In the first article, “(Transnational) Affairs of the Heart:  Political Economy and the Globalization of Cardiovascular Disease,”authors Sandra J. McLean and David R. McLean examine the creation of global networks for the prevention of cardiovascular disease (CVD) and argue that CVD deserves more attention as a social phenomenon.  Having analyzed the gap between the role of political economy as a contributing factor to global health problems and the need for public health specialists to seek answers to these issues, they conclude that the cost of health services for the management of chronic diseases such as CVD places a “significant burden on both individuals and society”(McLean and McLean, 2008).  Consequently, they suggest that governments and diverse stakeholders must shift their thinking and actions concerning chronic disease prevention and health promotion if they wish to affect substantial gains for both global health and the world economy.

Given that the prevalence of asthma (the most common chronic childhood disease) is increasing in most countries among young children (who also utilize the greatest proportion of health care), the second article highlights asthma as yet another NCD that imposes a substantial economic and healthcare burden on countries around the world.  In their examination of four pediatric practices and their approaches to the management of asthma to reduce the rate of hospital admissions, Sheniz Moonie and Robert Strunk found that intervention improved a number of aspects of patient care and patient confidence, but did not decrease the number of hospitalizations.   Recommending more work on the integration of guideline care into general pediatric practice, they also call for public policy that will support public health activities for asthma management, not only through more targeted and comprehensive programs, but also through regulation of the threats and environmental factors that trigger asthma attacks.

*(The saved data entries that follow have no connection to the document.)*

//! # Certificate Manager
//!
//! Caches one certificate per common name, issues through the active provider,
//! and renews entries before they expire.
//!
//! Issuance for a single common name is mutually exclusive: concurrent callers
//! asking for the same name share one provider call. Two live certificates for
//! one identity are never produced by this manager.
//!
//! Releasing a name bumps its release generation. An issuance that started
//! before the release still returns its certificate to the caller but does not
//! cache it.

use std::sync::atomic::{AtomicU64, Ordering};
use std::sync::Arc;
use std::time::Duration;

use dashmap::DashMap;
use futures::StreamExt;
use tokio::sync::{broadcast, Mutex};
use tokio::task::JoinHandle;
use tokio::time::MissedTickBehavior;
use tokio_util::sync::CancellationToken;
use tracing::{debug, info, instrument, Instrument};

use super::jitter::{JitterSource, RandomJitter};
use super::providers::CertificateIssuer;
use super::types::{Certificate, CommonName, RootCertificate};
use crate::errors::IssuanceError;
use crate::observability::{log_error, ErrorCode, MetricsRecorder};

/// Capacity of the rotation broadcast channel.
const ROTATION_CHANNEL_CAPACITY: usize = 128;

/// Renewals in flight at once during a sweep.
const RENEWAL_CONCURRENCY: usize = 8;

/// Per-name issuance lock and release generation.
#[derive(Debug, Default)]
struct Slot {
    issuing: Mutex<()>,
    released: AtomicU64,
}

impl Slot {
    fn generation(&self) -> u64 {
        self.released.load(Ordering::SeqCst)
    }
}

#[derive(Debug, Clone)]
struct IssuedEntry {
    certificate: Arc<Certificate>,
    validity: Duration,
}

/// Outcome of one renewal sweep.
#[derive(Debug, Clone, Copy, Default, PartialEq, Eq)]
pub struct RotationSummary {
    /// Entries found inside their renewal window
    pub due: usize,
    pub rotated: usize,
    pub failed: usize,
}

struct ManagerInner {
    provider: Arc<dyn CertificateIssuer>,
    cache: DashMap<CommonName, IssuedEntry>,
    slots: DashMap<CommonName, Arc<Slot>>,
    jitter: Arc<dyn JitterSource>,
    rotations: broadcast::Sender<Arc<Certificate>>,
    metrics: MetricsRecorder,
}

/// Issues, caches, and renews workload certificates.
///
/// Cloning is cheap; clones share the same cache.
#[derive(Clone)]
pub struct CertificateManager {
    inner: Arc<ManagerInner>,
}

impl std::fmt::Debug for CertificateManager {
    fn fmt(&self, f: &mut std::fmt::Formatter<'_>) -> std::fmt::Result {
        f.debug_struct("CertificateManager")
            .field("provider", &self.inner.provider.kind())
            .field("cached", &self.inner.cache.len())
            .finish()
    }
}

impl CertificateManager {
    pub fn new(provider: Arc<dyn CertificateIssuer>) -> Self {
        Self::with_jitter(provider, Arc::new(RandomJitter))
    }

    /// Create a manager drawing renewal noise from `jitter`.
    pub fn with_jitter(
        provider: Arc<dyn CertificateIssuer>,
        jitter: Arc<dyn JitterSource>,
    ) -> Self {
        let (rotations, _) = broadcast::channel(ROTATION_CHANNEL_CAPACITY);
        Self {
            inner: Arc::new(ManagerInner {
                provider,
                cache: DashMap::new(),
                slots: DashMap::new(),
                jitter,
                rotations,
                metrics: MetricsRecorder::new(),
            }),
        }
    }

    /// Return the cached certificate for `common_name` if it is not due for
    /// renewal, otherwise issue a new one.
    #[instrument(skip(self), fields(common_name = %common_name))]
    pub async fn issue_certificate(
        &self,
        common_name: &CommonName,
        validity: Duration,
    ) -> Result<Arc<Certificate>, IssuanceError> {
        let seen = self.cached(common_name);
        if let Some(cert) = &seen {
            if !cert.should_rotate_with(self.inner.jitter.as_ref()) {
                return Ok(Arc::clone(cert));
            }
        }

        let slot = self.slot_for(common_name);
        let _guard = slot.issuing.lock().await;
        let generation = slot.generation();

        // Another caller may have issued while we waited for the lock.
        if let Some(current) = self.cached(common_name) {
            let replaced = match &seen {
                Some(seen) => !Arc::ptr_eq(seen, &current),
                None => true,
            };
            if replaced || !current.should_rotate_with(self.inner.jitter.as_ref()) {
                return Ok(current);
            }
        }

        let provider = self.inner.provider.kind();
        let issuance = self
            .inner
            .provider
            .issue(common_name, validity)
            .instrument(crate::issuance_span!(provider, common_name));
        let certificate = match issuance.await {
            Ok(certificate) => Arc::new(certificate),
            Err(e) => {
                log_error(ErrorCode::IssuanceFailed, &e, "Error issuing certificate");
                return Err(e);
            }
        };

        self.inner.metrics.record_certificate_issued(provider.as_str());
        if slot.generation() != generation {
            debug!(
                serial_number = %certificate.serial_number(),
                "Certificate released during issuance, not caching"
            );
            return Ok(certificate);
        }
        self.inner.cache.insert(
            common_name.clone(),
            IssuedEntry { certificate: Arc::clone(&certificate), validity },
        );
        self.inner.metrics.set_cached_certificates(self.inner.cache.len());

        debug!(
            serial_number = %certificate.serial_number(),
            expiration = %certificate.expiration(),
            "Issued certificate"
        );
        Ok(certificate)
    }

    /// Re-issue every cached certificate that is inside its renewal window.
    ///
    /// Up to a fixed number of entries renew concurrently, so one slow
    /// provider call does not hold up the rest. A failure for one entry is
    /// logged and left for the next sweep.
    pub async fn rotate_expiring(&self) -> RotationSummary {
        let jitter = self.inner.jitter.as_ref();
        let due: Vec<(CommonName, IssuedEntry)> = self
            .inner
            .cache
            .iter()
            .filter(|entry| entry.value().certificate.should_rotate_with(jitter))
            .map(|entry| (entry.key().clone(), entry.value().clone()))
            .collect();

        let mut summary = RotationSummary { due: due.len(), ..Default::default() };

        let outcomes: Vec<Option<bool>> = futures::stream::iter(due)
            .map(|(common_name, seen)| self.rotate_entry(common_name, seen))
            .buffer_unordered(RENEWAL_CONCURRENCY)
            .collect()
            .await;
        for outcome in outcomes.into_iter().flatten() {
            if outcome {
                summary.rotated += 1;
            } else {
                summary.failed += 1;
            }
        }

        summary
    }

    /// Renew one entry. `None` if it was released or re-issued since the
    /// sweep's snapshot, otherwise whether the renewal succeeded.
    async fn rotate_entry(&self, common_name: CommonName, seen: IssuedEntry) -> Option<bool> {
        let slot = self.slot_for(&common_name);
        let _guard = slot.issuing.lock().await;

        match self.cached(&common_name) {
            Some(current) if Arc::ptr_eq(&current, &seen.certificate) => {}
            _ => return None,
        }

        let issuance = self
            .inner
            .provider
            .issue(&common_name, seen.validity)
            .instrument(crate::issuance_span!(self.inner.provider.kind(), common_name));
        match issuance.await {
            Ok(certificate) => {
                let certificate = Arc::new(certificate);
                if !self.replace_if_current(&common_name, &seen.certificate, &certificate) {
                    return None;
                }
                self.inner.metrics.record_certificate_rotation(true);
                // No receivers is fine.
                let _ = self.inner.rotations.send(Arc::clone(&certificate));
                debug!(
                    common_name = %common_name,
                    old_serial = %seen.certificate.serial_number(),
                    new_serial = %certificate.serial_number(),
                    "Rotated certificate"
                );
                Some(true)
            }
            Err(e) => {
                self.inner.metrics.record_certificate_rotation(false);
                log_error(
                    ErrorCode::RotationFailed,
                    &e,
                    &format!("Error rotating certificate {}", common_name),
                );
                Some(false)
            }
        }
    }

    /// Spawn the renewal loop. It sweeps every `interval` until `cancel` fires;
    /// a sweep in progress when cancellation arrives runs to completion.
    pub fn start(&self, interval: Duration, cancel: CancellationToken) -> JoinHandle<()> {
        let manager = self.clone();
        tokio::spawn(async move {
            let mut ticker = tokio::time::interval(interval);
            ticker.set_missed_tick_behavior(MissedTickBehavior::Delay);
            info!(interval_secs = interval.as_secs(), "Certificate renewal loop started");

            loop {
                tokio::select! {
                    _ = cancel.cancelled() => {
                        info!("Certificate renewal loop stopped");
                        break;
                    }
                    _ = ticker.tick() => {
                        let summary = manager.rotate_expiring().await;
                        if summary.due > 0 {
                            info!(
                                due = summary.due,
                                rotated = summary.rotated,
                                failed = summary.failed,
                                "Certificate renewal sweep finished"
                            );
                        }
                    }
                }
            }
        })
    }

    /// Forget the certificate for `common_name`. No effect if absent.
    ///
    /// An issuance already running for the name keeps its lock, so a caller
    /// arriving after the release still waits for it.
    pub fn release_certificate(&self, common_name: &CommonName) {
        if let Some(slot) = self.inner.slots.get(common_name) {
            slot.released.fetch_add(1, Ordering::SeqCst);
        }
        if self.inner.cache.remove(common_name).is_some() {
            debug!(common_name = %common_name, "Released certificate");
        }
        // Only drop a slot nobody else holds. Clones are taken under the
        // same shard lock, so none can appear during the check.
        self.inner.slots.remove_if(common_name, |_, slot| Arc::strong_count(slot) == 1);
        self.inner.metrics.set_cached_certificates(self.inner.cache.len());
    }

    /// Receive every certificate replaced by the renewal loop.
    pub fn subscribe_rotations(&self) -> broadcast::Receiver<Arc<Certificate>> {
        self.inner.rotations.subscribe()
    }

    pub fn get_certificate(&self, common_name: &CommonName) -> Option<Arc<Certificate>> {
        self.cached(common_name)
    }

    /// Common names with a cached certificate, sorted.
    pub fn list_issued(&self) -> Vec<CommonName> {
        let mut names: Vec<CommonName> =
            self.inner.cache.iter().map(|entry| entry.key().clone()).collect();
        names.sort();
        names
    }

    /// Root certificate of the active provider.
    pub async fn root_certificate(&self) -> Result<RootCertificate, IssuanceError> {
        self.inner.provider.root_certificate().await
    }

    fn cached(&self, common_name: &CommonName) -> Option<Arc<Certificate>> {
        self.inner.cache.get(common_name).map(|entry| Arc::clone(&entry.certificate))
    }

    fn slot_for(&self, common_name: &CommonName) -> Arc<Slot> {
        Arc::clone(&self.inner.slots.entry(common_name.clone()).or_default())
    }

    /// Swap in `replacement` only if the entry still holds `current`.
    fn replace_if_current(
        &self,
        common_name: &CommonName,
        current: &Arc<Certificate>,
        replacement: &Arc<Certificate>,
    ) -> bool {
        match self.inner.cache.get_mut(common_name) {
            Some(mut entry) if Arc::ptr_eq(&entry.certificate, current) => {
                entry.certificate = Arc::clone(replacement);
                true
            }
            _ => false,
        }
    }
}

Another major health issue that has received substantial attention in recent years has been the startling increase in the prevalence rates of autism spectrum disorders (ASD) around the world and possible causes for those increases.  In the third article, “Autism and Special Education Policy in Mexico,” Tuman et al. look at the challenges facing families of children with ASD.  The study focuses in particular upon the public provision of special education and other support services in Mexico, along with the cost and availability of private services to those with sufficient means.   The authors found that although there is a great deal of dissatisfaction among parents and other stakeholders, lack of cohesiveness among advocacy groups impedes improvement in the delivery of public health and special education services for this population.

Although the last article shifts the focus back from NCDs to infectious diseases, Ricardo Pereira’s historical and political analysis of the relationship between Western hegemonic power and the processes of infectious diseases securitization offers us a fascinating look at how the discourses of democratization and the global promotion of human rights promotion have favored the overall development of an international health provision agenda (as exemplified by the Millenium Development Goals).  Drawing upon upon Michel Foucault’s writings on the Western polity and nature of liberal power and David Fidler’s work on international health law, Pereira argues that the genealogy of securitization can be traced back to the rise of European liberal political regimes, whose “global expansion and consolidation were favored by international public hygienist surveillance as of the 1830s.” (Pereira, 2008)  In agreement with Fidler, who asserted that major epidemiological issues have revolutionized the way International Relations researchers now perceive them (as a current and prominent feature of the post-Cold War human security paradigm rather than a topic of little interest), he counsels us to reflect carefully upon the ethical issues surrounding the biopolitics of the securitization of bodies and societies in the formulation and implementation of global health policies.